● Stored data entries
►

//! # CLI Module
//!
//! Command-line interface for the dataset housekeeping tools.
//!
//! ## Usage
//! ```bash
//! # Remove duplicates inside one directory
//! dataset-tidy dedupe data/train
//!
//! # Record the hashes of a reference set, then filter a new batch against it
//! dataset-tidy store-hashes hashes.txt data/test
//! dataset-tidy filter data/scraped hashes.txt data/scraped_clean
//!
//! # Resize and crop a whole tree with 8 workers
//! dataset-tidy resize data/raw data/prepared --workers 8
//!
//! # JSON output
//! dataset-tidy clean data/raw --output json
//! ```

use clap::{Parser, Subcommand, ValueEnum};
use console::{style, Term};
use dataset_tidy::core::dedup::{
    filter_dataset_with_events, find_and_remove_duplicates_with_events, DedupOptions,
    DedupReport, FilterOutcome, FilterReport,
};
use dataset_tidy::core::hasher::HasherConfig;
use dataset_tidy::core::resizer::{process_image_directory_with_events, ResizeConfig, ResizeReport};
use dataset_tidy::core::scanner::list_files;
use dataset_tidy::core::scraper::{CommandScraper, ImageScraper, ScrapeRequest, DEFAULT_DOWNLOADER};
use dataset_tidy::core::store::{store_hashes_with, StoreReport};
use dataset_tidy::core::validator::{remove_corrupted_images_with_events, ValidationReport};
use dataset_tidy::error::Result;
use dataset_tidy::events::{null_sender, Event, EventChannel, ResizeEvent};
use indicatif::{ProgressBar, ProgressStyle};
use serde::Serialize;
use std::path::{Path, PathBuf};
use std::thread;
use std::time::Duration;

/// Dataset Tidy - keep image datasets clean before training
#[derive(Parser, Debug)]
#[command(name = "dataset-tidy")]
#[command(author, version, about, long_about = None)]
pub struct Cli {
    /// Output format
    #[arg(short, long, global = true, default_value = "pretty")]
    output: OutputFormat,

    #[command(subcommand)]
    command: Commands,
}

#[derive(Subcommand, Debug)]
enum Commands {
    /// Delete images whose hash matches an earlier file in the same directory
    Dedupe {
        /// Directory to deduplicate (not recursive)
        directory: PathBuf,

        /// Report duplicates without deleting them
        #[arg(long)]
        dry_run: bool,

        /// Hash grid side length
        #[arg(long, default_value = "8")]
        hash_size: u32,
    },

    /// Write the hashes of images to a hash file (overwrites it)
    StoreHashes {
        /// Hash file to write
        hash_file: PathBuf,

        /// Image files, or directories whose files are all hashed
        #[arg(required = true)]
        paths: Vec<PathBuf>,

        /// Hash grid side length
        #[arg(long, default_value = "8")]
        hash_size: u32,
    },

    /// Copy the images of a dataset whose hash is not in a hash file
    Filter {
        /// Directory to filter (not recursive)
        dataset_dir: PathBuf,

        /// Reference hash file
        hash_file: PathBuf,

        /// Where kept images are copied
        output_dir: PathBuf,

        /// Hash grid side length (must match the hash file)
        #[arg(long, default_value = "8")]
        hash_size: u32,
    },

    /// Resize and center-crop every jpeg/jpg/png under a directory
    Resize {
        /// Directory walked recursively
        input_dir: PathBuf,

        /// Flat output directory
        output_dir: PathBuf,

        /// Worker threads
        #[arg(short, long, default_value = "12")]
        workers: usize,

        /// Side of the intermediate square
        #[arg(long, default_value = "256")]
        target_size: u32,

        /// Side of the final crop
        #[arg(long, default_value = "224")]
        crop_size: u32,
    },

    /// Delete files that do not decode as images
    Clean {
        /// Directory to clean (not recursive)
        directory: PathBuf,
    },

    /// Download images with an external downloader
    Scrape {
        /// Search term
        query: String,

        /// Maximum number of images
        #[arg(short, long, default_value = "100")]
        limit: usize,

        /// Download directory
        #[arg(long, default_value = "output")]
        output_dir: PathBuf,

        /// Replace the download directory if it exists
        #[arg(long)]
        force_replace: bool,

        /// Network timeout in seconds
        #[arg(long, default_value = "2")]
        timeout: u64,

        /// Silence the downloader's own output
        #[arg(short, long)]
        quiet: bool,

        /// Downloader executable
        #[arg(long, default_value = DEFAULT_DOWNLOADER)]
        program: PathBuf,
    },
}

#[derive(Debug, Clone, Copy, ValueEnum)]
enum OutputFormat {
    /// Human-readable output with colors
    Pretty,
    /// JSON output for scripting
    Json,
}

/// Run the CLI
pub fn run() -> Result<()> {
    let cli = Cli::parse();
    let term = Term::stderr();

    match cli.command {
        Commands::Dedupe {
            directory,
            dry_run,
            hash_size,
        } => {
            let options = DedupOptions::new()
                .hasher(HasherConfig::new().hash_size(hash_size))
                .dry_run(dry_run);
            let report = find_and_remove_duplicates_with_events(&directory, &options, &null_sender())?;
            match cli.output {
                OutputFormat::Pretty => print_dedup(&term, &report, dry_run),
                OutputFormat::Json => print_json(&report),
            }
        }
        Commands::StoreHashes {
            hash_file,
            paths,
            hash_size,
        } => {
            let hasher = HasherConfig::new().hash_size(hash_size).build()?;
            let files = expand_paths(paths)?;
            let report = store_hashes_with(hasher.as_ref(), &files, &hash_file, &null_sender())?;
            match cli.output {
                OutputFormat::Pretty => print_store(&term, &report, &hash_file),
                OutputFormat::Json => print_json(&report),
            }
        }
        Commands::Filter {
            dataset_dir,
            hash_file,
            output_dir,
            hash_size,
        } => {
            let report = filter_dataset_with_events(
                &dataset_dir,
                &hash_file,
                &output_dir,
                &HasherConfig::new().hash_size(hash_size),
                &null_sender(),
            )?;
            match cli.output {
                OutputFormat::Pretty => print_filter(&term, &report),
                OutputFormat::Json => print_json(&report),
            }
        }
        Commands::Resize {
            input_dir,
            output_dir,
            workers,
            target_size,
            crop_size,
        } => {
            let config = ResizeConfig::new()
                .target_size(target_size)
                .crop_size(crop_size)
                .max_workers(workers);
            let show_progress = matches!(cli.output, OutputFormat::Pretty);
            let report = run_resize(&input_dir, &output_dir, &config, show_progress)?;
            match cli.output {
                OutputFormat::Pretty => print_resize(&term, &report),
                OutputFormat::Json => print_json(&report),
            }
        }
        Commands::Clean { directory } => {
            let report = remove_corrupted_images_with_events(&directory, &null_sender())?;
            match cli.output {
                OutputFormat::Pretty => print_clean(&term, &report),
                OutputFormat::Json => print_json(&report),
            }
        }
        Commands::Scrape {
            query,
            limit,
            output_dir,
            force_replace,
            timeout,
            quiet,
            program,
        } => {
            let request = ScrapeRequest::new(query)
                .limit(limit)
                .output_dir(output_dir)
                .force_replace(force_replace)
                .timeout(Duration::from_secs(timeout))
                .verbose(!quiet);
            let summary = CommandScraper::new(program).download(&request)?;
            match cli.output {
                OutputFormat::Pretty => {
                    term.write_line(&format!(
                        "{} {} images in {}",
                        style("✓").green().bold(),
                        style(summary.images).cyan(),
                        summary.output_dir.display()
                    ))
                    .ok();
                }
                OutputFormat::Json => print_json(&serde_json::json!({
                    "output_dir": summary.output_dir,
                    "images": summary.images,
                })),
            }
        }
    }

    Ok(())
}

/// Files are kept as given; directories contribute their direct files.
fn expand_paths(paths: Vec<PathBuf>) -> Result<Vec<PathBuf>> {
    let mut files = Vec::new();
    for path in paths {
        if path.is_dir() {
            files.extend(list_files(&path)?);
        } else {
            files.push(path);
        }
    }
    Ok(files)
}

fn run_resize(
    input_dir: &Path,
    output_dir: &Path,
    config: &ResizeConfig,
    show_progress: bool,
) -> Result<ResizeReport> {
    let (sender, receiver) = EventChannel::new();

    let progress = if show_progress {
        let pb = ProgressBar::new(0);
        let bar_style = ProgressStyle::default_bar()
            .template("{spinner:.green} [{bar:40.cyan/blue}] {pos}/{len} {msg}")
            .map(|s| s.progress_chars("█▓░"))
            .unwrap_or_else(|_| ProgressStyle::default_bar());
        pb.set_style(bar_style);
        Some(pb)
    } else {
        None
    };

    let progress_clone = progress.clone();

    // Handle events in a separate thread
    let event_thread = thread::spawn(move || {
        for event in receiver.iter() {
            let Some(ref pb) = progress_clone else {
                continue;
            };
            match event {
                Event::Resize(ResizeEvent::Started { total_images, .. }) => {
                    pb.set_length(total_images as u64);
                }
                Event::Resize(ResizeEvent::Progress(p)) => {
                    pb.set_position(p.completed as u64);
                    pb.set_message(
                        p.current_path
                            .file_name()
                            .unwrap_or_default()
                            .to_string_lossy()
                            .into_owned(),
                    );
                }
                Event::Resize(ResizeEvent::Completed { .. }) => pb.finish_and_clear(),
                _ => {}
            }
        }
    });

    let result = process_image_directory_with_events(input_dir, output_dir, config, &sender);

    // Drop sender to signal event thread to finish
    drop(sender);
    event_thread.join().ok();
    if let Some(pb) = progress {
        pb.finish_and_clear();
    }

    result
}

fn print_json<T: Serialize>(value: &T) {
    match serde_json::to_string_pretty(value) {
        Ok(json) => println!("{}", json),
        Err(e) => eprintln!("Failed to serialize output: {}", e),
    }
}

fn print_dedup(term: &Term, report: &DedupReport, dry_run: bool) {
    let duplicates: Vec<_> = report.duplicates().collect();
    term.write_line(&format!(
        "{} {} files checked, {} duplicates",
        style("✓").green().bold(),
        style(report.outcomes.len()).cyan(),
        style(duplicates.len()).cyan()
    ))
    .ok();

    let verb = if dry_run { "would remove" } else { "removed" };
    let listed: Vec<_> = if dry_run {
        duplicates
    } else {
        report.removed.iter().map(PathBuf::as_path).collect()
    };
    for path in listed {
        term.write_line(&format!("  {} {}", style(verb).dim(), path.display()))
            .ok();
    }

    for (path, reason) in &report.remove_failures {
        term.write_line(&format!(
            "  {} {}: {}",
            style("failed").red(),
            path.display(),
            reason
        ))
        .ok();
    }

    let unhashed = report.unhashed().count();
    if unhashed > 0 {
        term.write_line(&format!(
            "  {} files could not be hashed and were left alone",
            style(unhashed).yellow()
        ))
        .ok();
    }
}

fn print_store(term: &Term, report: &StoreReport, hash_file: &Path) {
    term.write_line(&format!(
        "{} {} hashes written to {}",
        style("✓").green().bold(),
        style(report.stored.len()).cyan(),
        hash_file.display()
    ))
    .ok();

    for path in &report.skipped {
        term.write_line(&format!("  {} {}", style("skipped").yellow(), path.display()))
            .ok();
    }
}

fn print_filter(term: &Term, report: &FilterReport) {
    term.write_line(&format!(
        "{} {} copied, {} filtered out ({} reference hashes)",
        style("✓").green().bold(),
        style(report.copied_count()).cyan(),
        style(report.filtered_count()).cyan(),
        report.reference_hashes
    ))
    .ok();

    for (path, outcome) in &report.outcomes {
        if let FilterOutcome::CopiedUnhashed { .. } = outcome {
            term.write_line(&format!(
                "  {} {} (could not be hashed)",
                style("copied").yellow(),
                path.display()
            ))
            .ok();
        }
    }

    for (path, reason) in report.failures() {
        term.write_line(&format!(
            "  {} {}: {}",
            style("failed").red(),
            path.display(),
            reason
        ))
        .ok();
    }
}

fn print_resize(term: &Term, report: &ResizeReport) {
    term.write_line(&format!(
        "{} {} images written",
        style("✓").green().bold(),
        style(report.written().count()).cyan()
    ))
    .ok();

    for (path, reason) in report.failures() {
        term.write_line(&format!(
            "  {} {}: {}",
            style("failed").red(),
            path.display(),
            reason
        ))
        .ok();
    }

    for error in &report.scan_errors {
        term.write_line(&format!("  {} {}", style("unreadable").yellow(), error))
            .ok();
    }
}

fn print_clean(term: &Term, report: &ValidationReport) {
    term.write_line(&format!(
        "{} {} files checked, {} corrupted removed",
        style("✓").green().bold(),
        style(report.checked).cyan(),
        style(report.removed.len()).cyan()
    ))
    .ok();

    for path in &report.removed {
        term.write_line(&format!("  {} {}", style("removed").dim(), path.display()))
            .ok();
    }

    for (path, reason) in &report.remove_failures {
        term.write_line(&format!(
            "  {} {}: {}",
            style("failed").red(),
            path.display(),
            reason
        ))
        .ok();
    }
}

◄
►

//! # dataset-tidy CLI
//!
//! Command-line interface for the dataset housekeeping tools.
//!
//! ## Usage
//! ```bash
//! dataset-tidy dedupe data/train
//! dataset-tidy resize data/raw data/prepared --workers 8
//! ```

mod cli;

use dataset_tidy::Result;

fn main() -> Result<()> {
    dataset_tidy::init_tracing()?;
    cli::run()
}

◄

Find the word "whose" in the entries above and gather every line that holds it.

● The answer
    /// Delete images whose hash matches an earlier file in the same directory
        /// Image files, or directories whose files are all hashed
    /// Copy the images of a dataset whose hash is not in a hash file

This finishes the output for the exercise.